__Stored data__:
▼
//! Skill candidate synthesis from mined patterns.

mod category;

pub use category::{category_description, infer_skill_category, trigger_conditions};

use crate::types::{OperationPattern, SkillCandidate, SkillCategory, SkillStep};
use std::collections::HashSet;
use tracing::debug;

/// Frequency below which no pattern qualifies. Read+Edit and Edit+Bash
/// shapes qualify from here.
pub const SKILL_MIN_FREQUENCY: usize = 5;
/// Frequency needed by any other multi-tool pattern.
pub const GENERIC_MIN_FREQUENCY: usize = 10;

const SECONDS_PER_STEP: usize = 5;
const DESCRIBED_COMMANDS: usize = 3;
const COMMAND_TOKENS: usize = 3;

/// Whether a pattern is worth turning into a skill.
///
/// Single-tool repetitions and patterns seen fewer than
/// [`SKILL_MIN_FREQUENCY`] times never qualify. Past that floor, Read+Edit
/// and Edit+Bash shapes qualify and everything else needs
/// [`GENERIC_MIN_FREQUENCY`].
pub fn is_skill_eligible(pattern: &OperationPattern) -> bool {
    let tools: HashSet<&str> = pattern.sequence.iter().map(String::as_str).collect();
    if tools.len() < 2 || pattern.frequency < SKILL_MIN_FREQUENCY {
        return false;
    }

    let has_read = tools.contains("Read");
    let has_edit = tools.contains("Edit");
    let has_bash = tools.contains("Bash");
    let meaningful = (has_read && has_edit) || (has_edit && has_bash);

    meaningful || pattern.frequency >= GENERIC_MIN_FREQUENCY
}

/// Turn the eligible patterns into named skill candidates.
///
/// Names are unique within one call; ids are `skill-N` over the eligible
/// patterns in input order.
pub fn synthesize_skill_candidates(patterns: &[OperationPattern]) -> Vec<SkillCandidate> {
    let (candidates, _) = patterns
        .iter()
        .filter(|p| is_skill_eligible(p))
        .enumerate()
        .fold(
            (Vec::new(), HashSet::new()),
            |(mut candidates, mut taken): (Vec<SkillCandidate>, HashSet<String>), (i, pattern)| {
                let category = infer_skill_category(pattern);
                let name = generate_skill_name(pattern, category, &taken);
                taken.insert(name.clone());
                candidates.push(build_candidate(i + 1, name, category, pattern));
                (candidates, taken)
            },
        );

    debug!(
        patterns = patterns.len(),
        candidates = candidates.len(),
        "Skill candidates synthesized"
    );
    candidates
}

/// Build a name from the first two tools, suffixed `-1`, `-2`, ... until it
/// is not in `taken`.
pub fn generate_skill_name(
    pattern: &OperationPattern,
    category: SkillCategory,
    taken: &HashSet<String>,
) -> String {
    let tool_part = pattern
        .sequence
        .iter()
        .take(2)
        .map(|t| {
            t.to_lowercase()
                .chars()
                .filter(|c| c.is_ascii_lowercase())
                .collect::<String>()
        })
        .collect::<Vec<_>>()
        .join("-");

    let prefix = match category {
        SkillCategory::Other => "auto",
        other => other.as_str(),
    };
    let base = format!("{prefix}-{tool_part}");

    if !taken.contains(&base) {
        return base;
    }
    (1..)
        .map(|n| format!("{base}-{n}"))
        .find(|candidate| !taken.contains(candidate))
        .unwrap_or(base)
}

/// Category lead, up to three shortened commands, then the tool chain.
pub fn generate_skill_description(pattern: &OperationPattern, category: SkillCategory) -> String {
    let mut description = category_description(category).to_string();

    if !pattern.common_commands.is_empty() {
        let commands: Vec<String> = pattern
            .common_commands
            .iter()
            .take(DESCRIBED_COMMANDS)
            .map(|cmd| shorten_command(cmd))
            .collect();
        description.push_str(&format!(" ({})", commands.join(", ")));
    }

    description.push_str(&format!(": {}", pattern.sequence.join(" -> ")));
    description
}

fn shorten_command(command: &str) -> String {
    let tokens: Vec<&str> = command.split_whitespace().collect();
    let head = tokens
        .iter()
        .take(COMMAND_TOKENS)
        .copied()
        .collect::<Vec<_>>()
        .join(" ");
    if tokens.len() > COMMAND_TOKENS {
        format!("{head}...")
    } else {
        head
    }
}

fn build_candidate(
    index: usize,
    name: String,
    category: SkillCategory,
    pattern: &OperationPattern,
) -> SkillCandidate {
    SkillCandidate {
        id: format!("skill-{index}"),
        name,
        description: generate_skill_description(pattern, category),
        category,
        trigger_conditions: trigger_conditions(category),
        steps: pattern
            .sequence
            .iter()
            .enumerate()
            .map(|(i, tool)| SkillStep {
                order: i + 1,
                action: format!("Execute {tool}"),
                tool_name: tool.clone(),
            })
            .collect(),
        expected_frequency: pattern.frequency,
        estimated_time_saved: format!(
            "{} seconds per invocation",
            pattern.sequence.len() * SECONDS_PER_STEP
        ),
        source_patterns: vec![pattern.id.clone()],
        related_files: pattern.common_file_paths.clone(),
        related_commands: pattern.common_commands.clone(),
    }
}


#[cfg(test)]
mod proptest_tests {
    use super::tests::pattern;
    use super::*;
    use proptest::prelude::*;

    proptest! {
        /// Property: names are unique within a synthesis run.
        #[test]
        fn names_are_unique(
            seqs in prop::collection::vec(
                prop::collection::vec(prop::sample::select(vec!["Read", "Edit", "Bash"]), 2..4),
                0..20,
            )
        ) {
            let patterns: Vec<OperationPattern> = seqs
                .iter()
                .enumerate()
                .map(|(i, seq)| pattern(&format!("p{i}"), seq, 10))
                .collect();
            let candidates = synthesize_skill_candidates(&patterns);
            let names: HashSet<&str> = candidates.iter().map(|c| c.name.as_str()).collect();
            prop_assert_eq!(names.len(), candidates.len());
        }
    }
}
▲
Provide the number of lines in the entries that include "seqs", and no other text.

__Task output__:
2